There are many ways to feel at home, and I notice how I cycle through many of the over the course of a day, or even hours, or minutes, or even seconds.

The first one is the feeling at home as defined by the personality, or rather our belief system. It happens when life conform with what my personality likes, and what my belief system tells me is OK or desirable. This happens when there is peace and quiet around me, when I have a good cup of tea, am with friends, watch a good movie, travel somewhere interesting, am healthy, and so on. This level is very much dependent on circumstances.

The second is feeling at home as a human being, in the wholeness of myself as a human being, embracing body and mind. This is the centaur level and it happens when I relax into who I am as a human being, and also when I am in nature, do Breema, or am engaged in another body/mind activity (or am in the flow of its after effects). This level is a little less dependent on external circumstances.

The third, feeling at home as soul… alive presence, luminous emptiness, luminous blackness, alive presence in the heart area (indwelling god). This level is far less dependent on external circumstances, although it is still dependent on content, as described above, and this content comes and goes on its own.

The fourth, noticing that I am already home as spirit… as void, awake void, awake void and form as no other than awake void. This is not dependent on circumstances at all, apart from noticing it. It is what is already and always here and now, independent of circumstances.

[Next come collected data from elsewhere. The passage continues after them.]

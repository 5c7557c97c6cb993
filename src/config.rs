use chrono::Duration;
use std::{env, str::FromStr};
use thiserror::Error;

#[derive(Clone, Debug)]
pub struct AppConfig {
    pub database_url: String,
    pub bind_addr: String,
    pub secret: String,
    pub token_ttl_hours: i64,
    pub otp_ttl_minutes: i64,
    pub otp_max_attempts: i32,
    pub admin_phones: Vec<String>,
}

#[derive(Error, Debug)]
pub enum ConfigError {
    #[error("{0} must be set")]
    Missing(&'static str),
    #[error("{name} has an invalid value: {value}")]
    Invalid { name: &'static str, value: String },
}

impl AppConfig {
    /// Reads the configuration from the process environment, after loading `.env`.
    pub fn from_env() -> Result<AppConfig, ConfigError> {
        dotenvy::dotenv().ok();

        Ok(AppConfig {
            database_url: required("DATABASE_URL")?,
            bind_addr: env::var("BIND_ADDR").unwrap_or_else(|_| "0.0.0.0:3000".to_string()),
            secret: required("SECRET")?,
            token_ttl_hours: parsed_or("TOKEN_TTL_HOURS", 24)?,
            otp_ttl_minutes: parsed_or("OTP_TTL_MINUTES", 5)?,
            otp_max_attempts: parsed_or("OTP_MAX_ATTEMPTS", 5)?,
            admin_phones: parse_phone_list(&env::var("ADMIN_PHONES").unwrap_or_default()),
        })
    }

    pub fn token_ttl(&self) -> Duration {
        Duration::hours(self.token_ttl_hours)
    }

    pub fn otp_ttl(&self) -> Duration {
        Duration::minutes(self.otp_ttl_minutes)
    }

    pub fn is_admin_phone(&self, phone: &str) -> bool {
        self.admin_phones.iter().any(|p| p == phone)
    }
}

fn required(name: &'static str) -> Result<String, ConfigError> {
    env::var(name).map_err(|_| ConfigError::Missing(name))
}

fn parsed_or<T: FromStr>(name: &'static str, default: T) -> Result<T, ConfigError> {
    match env::var(name) {
        Ok(value) => value
            .trim()
            .parse()
            .map_err(|_| ConfigError::Invalid { name, value }),
        Err(_) => Ok(default),
    }
}

fn parse_phone_list(raw: &str) -> Vec<String> {
    raw.split(',')
        .map(str::trim)
        .filter(|p| !p.is_empty())
        .map(str::to_string)
        .collect()
}

#[cfg(test)]
mod tests {
    use super::*;

    #[test]
    fn phone_list_skips_blanks_and_trims() {
        let phones = parse_phone_list(" 9000000001, ,9000000002,");
        assert_eq!(phones, vec!["9000000001", "9000000002"]);
    }

    #[test]
    fn empty_phone_list() {
        assert!(parse_phone_list("").is_empty());
    }

    #[test]
    fn admin_phone_lookup() {
        let config = AppConfig {
            database_url: "sqlite::memory:".into(),
            bind_addr: "127.0.0.1:0".into(),
            secret: "secret".into(),
            token_ttl_hours: 24,
            otp_ttl_minutes: 5,
            otp_max_attempts: 5,
            admin_phones: vec!["9000000001".into()],
        };
        assert!(config.is_admin_phone("9000000001"));
        assert!(!config.is_admin_phone("9000000002"));
        assert_eq!(config.otp_ttl(), Duration::minutes(5));
    }
}
//! Data access for the catalog tables.
//!
//! Every function is generic over [`sea_orm::ConnectionTrait`] so handlers
//! can run them on a pooled connection or inside an open transaction.
//! Finders return `Option`/`Vec` and never treat absence as an error; the
//! HTTP layer decides what a missing row means.

pub mod brand;
pub mod category;
pub mod category_brand;
pub mod otp_verification;
pub mod product;
pub mod product_group;
pub mod product_image;
pub mod product_view;
pub mod user;
pub mod wishlist;
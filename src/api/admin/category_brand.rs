use axum::{extract::Extension, http::StatusCode, response::Response, routing::post, Json, Router};
use sea_orm::{DatabaseConnection, TransactionTrait};
use serde_json::json;
use std::sync::Arc;
use tracing::info;

use crate::middleware::logging::{to_response, ApiError};
use crate::repository::category_brand as category_brand_repo;

pub fn admin_category_brand_router(db: Arc<DatabaseConnection>) -> Router {
    Router::new()
        .route("/category-brands/refresh", post(refresh_category_brands))
        .layer(Extension(db))
}

async fn refresh_category_brands(
    Extension(db): Extension<Arc<DatabaseConnection>>,
) -> Result<Response, ApiError> {
    let txn = db
        .begin()
        .await
        .map_err(|_| ApiError::TransactionCreationFailed)?;
    let written = category_brand_repo::refresh(&txn).await?;
    txn.commit().await?;

    info!(rows = written, "Refreshed category brand counts");
    Ok(to_response(
        (StatusCode::OK, Json(json!({ "rows": written }))),
        Ok(()),
    ))
}
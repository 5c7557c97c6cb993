mod common;

use reqwest::StatusCode;
use serde_json::{json, Value};

use common::{spawn_app, TestApp};

struct Seed {
    category: Value,
    brand: Value,
    group: Value,
}

async fn seed(app: &TestApp, token: &str) -> Seed {
    let category = app
        .create_category(token, json!({ "name": "Footwear", "slug": "footwear" }))
        .await;
    let brand = app
        .create_brand(token, json!({ "name": "Stride", "slug": "stride" }))
        .await;
    let group = app
        .create_group(
            token,
            json!({
                "name": "Trail Runner",
                "slug": "trail-runner",
                "category_id": category["id"],
                "brand_id": brand["id"],
                "base_price": 499900,
                "is_featured": true
            }),
        )
        .await;
    Seed {
        category,
        brand,
        group,
    }
}

#[tokio::test]
async fn test_brands() {
    let app = spawn_app().await;
    let token = app.admin_token().await;

    app.create_brand(&token, json!({ "name": "Acme", "slug": "acme" }))
        .await;
    app.create_brand(
        &token,
        json!({ "name": "Dormant", "slug": "dormant", "is_active": false }),
    )
    .await;

    let response = app.get("/api/public/brands").await;
    assert_eq!(response.status(), StatusCode::OK);
    let body = response.json::<Value>().await.expect("Failed to parse JSON");
    assert_eq!(body.as_array().map(Vec::len), Some(1));
    assert_eq!(body[0]["slug"], "acme");

    let response = app.get("/api/public/brands/acme").await;
    assert_eq!(response.status(), StatusCode::OK);

    let response = app.get("/api/public/brands/dormant").await;
    assert_eq!(response.status(), StatusCode::NOT_FOUND);

    let response = app.get("/api/public/brands/nobody").await;
    assert_eq!(response.status(), StatusCode::NOT_FOUND);

    let response = app
        .admin_post(
            &token,
            "/api/admin/brands",
            &json!({ "name": "Acme 2", "slug": "acme" }),
        )
        .await;
    assert_eq!(response.status(), StatusCode::CONFLICT);
}

#[tokio::test]
async fn test_product_groups() {
    let app = spawn_app().await;
    let token = app.admin_token().await;
    let seed = seed(&app, &token).await;

    app.create_group(
        &token,
        json!({
            "name": "Draft Sandal",
            "slug": "draft-sandal",
            "category_id": seed.category["id"],
            "status": "DRAFT"
        }),
    )
    .await;

    let response = app.get("/api/public/product-groups").await;
    let body = response.json::<Value>().await.expect("Failed to parse JSON");
    assert_eq!(body.as_array().map(Vec::len), Some(1));
    assert_eq!(body[0]["slug"], "trail-runner");
    assert_eq!(body[0]["base_price"], 499900);

    let brand_id = seed.brand["id"].as_str().expect("id");
    let response = app
        .get(&format!("/api/public/product-groups?brand_id={}&featured=true", brand_id))
        .await;
    let body = response.json::<Value>().await.expect("Failed to parse JSON");
    assert_eq!(body.as_array().map(Vec::len), Some(1));

    let response = app
        .get("/api/public/product-groups?category_id=00000000-0000-0000-0000-000000000000")
        .await;
    let body = response.json::<Value>().await.expect("Failed to parse JSON");
    assert_eq!(body, json!([]));

    let response = app.get("/api/public/product-groups/draft-sandal").await;
    assert_eq!(response.status(), StatusCode::NOT_FOUND);

    let response = app
        .admin_post(
            &token,
            "/api/admin/product-groups",
            &json!({
                "name": "Copy",
                "slug": "trail-runner",
                "category_id": seed.category["id"]
            }),
        )
        .await;
    assert_eq!(response.status(), StatusCode::CONFLICT);

    let response = app
        .admin_post(
            &token,
            "/api/admin/product-groups",
            &json!({
                "name": "Lost",
                "slug": "lost",
                "category_id": "00000000-0000-0000-0000-000000000000"
            }),
        )
        .await;
    assert_eq!(response.status(), StatusCode::NOT_FOUND);

    let group_id = seed.group["id"].as_str().expect("id");
    let response = app
        .admin_patch(
            &token,
            &format!("/api/admin/product-groups/{}", group_id),
            &json!({ "status": "INACTIVE" }),
        )
        .await;
    assert_eq!(response.status(), StatusCode::OK);

    let response = app.get("/api/public/product-groups/trail-runner").await;
    assert_eq!(response.status(), StatusCode::NOT_FOUND);
}

#[tokio::test]
async fn test_products_and_variants() {
    let app = spawn_app().await;
    let token = app.admin_token().await;
    let seed = seed(&app, &token).await;

    let first = app
        .create_product(
            &token,
            json!({
                "product_group_id": seed.group["id"],
                "sku": "TR-42-BLK",
                "variant_name": "42 / Black",
                "mrp": 599900,
                "selling_price": 499900,
                "attributes": { "size": 42, "color": "black" },
                "stock_quantity": 3,
                "is_default_variant": true
            }),
        )
        .await;
    assert_eq!(first["in_stock"], true);
    assert_eq!(first["attributes"]["color"], "black");

    app.create_product(
        &token,
        json!({
            "product_group_id": seed.group["id"],
            "sku": "TR-43-BLK",
            "is_default_variant": true
        }),
    )
    .await;

    let response = app.get("/api/public/product-groups/trail-runner").await;
    assert_eq!(response.status(), StatusCode::OK);
    let body = response.json::<Value>().await.expect("Failed to parse JSON");
    assert_eq!(body["name"], "Trail Runner");
    let variants = body["variants"].as_array().expect("variants");
    assert_eq!(variants.len(), 2);
    // Only the latest default survives.
    assert_eq!(variants[0]["sku"], "TR-43-BLK");
    assert_eq!(variants[0]["is_default_variant"], true);
    assert_eq!(variants[1]["is_default_variant"], false);

    let response = app.get("/api/public/products/TR-42-BLK").await;
    assert_eq!(response.status(), StatusCode::OK);
    let body = response.json::<Value>().await.expect("Failed to parse JSON");
    assert_eq!(body["selling_price"], 499900);

    let response = app.get("/api/public/products/NOPE-1").await;
    assert_eq!(response.status(), StatusCode::NOT_FOUND);

    let response = app
        .admin_post(
            &token,
            "/api/admin/products",
            &json!({ "product_group_id": seed.group["id"], "sku": "TR-42-BLK" }),
        )
        .await;
    assert_eq!(response.status(), StatusCode::CONFLICT);

    let response = app
        .admin_post(
            &token,
            "/api/admin/products",
            &json!({
                "product_group_id": seed.group["id"],
                "sku": "TR-44",
                "mrp": 100,
                "selling_price": 200
            }),
        )
        .await;
    assert_eq!(response.status(), StatusCode::BAD_REQUEST);

    let id = first["id"].as_str().expect("id");
    let response = app
        .admin_patch(
            &token,
            &format!("/api/admin/products/{}", id),
            &json!({ "stock_quantity": 0 }),
        )
        .await;
    assert_eq!(response.status(), StatusCode::OK);
    let body = response.json::<Value>().await.expect("Failed to parse JSON");
    assert_eq!(body["in_stock"], false);

    let response = app
        .admin_delete(&token, &format!("/api/admin/products/{}", id))
        .await;
    assert_eq!(response.status(), StatusCode::OK);

    let response = app.get("/api/public/products/TR-42-BLK").await;
    assert_eq!(response.status(), StatusCode::NOT_FOUND);
}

When beliefs are triggered, for instance by life showing up quite differently from what my beliefs tells me is desirable, there is often a rapid cascade… the spirit level may cloud up, the soul level is not noticed anymore, I don’t experience the wholeness of myself as that which embraces body and mind, and even the personality is not much happy.

My attention is wrapped up in the small world of the story, the drama of life not corresponding to the story, and the deepening sense of a split between I (as the belief or the one having the belief) and Other (life showing up differently).

That is why it is easier for all of these levels to be present and be noticed when (a) beliefs are temporarily not triggered or (b) beliefs have fallen away, even if it is around just one issue.

Sounds from home

Sometimes my longing for home comes up more strongly than other times, such as today, sparked by an article in the Observer, Arctic Magic, about yoik and also Adjagas.

Yes, this is the physical original home, my birth place (not home as who I am, the fullness of this individual, nor home as what I am, as Spirit)…

So in terms of music reminding me of home, here is one of my favorite Norwegian music videos (sweetly and charmingly human and innocent) , and a good song as well.

I’d Rather Dance with You, Kings of Convenience. Their other videos are also worth a look and listen: Misread, Failure, Cayman Islands.

And other music from Norway I often (or sometimes, with the ones further down the list) listen to…

Mari Boine
– Sami traditional song woven into contemporary music.

Jaga Jazzist – experimental jazz (a friend of mine played in this one a while back.)

Jan Garbarek – experimental jazz.

Salvatore, ambient punk band with a classmate and friend of mine from high school (myspace).

Röyksopp – ambient, electronic.

Bel Canto – ambient, electronic (myspace).

Remind Me from Röyksopp (a great way of showing interconnectedness, this one at the mid-range of the holarchy.)

Eple from Röyksopp (this one giving a taste of the seamlessness of the world, again at the mid-range.)